:: What to do ::
Going line by line through the entries below, count those that contain "VendorizerError". Give the number by itself.

:: Material for the task ::
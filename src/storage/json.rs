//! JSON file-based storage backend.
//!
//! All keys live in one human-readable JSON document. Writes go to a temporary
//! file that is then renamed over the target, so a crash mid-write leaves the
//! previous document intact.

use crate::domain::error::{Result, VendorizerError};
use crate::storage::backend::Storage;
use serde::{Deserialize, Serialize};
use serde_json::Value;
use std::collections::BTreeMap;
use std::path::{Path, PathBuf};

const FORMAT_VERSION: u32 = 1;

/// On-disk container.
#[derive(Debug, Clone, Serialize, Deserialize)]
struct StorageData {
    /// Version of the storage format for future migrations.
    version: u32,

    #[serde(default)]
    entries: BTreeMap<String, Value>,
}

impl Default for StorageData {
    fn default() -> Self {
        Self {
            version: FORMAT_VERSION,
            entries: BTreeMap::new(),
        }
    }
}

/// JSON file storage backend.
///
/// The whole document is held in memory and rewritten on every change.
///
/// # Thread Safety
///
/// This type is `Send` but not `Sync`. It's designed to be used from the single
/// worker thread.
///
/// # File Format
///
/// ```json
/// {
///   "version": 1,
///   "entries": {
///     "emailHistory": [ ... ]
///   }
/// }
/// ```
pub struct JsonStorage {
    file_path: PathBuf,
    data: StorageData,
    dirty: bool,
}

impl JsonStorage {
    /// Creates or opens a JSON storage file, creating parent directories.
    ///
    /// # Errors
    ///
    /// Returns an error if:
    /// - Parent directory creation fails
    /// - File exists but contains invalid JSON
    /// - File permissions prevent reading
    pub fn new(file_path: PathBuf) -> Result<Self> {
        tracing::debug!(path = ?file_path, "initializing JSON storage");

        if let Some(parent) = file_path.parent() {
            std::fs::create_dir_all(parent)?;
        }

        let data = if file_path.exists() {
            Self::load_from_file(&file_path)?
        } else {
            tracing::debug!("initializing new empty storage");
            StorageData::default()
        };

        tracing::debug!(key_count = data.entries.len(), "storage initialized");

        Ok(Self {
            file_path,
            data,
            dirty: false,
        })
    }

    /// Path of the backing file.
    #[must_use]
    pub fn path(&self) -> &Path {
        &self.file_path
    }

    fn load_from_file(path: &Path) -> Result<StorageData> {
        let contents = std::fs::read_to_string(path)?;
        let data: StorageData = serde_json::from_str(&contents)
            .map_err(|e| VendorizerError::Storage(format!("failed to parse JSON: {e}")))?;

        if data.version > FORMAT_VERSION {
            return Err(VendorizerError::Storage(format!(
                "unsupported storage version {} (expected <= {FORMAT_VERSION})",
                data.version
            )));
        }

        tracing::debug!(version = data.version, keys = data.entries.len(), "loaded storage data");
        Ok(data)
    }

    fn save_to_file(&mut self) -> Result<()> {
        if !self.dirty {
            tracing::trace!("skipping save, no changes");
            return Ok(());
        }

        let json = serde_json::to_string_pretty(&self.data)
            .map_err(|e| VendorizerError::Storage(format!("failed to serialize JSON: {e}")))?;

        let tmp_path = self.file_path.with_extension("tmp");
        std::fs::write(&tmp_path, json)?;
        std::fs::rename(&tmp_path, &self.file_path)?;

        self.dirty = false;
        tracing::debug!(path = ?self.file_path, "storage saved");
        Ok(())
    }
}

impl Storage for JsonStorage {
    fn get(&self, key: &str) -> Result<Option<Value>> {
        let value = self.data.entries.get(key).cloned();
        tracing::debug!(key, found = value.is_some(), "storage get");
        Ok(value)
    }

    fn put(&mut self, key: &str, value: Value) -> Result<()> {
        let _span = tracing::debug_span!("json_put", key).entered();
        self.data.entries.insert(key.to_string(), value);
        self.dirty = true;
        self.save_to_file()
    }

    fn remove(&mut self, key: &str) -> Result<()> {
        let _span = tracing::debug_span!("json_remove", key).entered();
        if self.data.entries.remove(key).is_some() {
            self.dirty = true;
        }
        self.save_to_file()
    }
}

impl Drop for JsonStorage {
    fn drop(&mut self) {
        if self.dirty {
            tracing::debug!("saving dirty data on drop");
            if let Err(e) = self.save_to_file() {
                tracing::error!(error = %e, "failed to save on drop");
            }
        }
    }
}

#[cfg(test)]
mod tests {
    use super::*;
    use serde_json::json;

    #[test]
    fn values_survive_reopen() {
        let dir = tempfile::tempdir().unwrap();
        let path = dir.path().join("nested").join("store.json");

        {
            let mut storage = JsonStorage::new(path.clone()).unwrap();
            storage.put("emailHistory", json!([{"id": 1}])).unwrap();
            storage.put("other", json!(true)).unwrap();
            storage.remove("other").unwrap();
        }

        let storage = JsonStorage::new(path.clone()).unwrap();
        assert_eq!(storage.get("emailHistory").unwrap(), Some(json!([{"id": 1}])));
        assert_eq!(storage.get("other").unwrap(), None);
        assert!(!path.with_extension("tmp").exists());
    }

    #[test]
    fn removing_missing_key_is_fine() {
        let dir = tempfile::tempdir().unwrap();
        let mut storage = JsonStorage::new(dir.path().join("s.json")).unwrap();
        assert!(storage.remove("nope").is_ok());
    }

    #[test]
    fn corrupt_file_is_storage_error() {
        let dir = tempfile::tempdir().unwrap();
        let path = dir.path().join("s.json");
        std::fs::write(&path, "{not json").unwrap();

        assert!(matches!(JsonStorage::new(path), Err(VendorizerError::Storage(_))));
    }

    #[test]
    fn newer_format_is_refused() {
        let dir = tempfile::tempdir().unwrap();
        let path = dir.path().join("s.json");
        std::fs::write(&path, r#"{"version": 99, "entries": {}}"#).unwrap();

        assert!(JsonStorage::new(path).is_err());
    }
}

:: Task output ::
5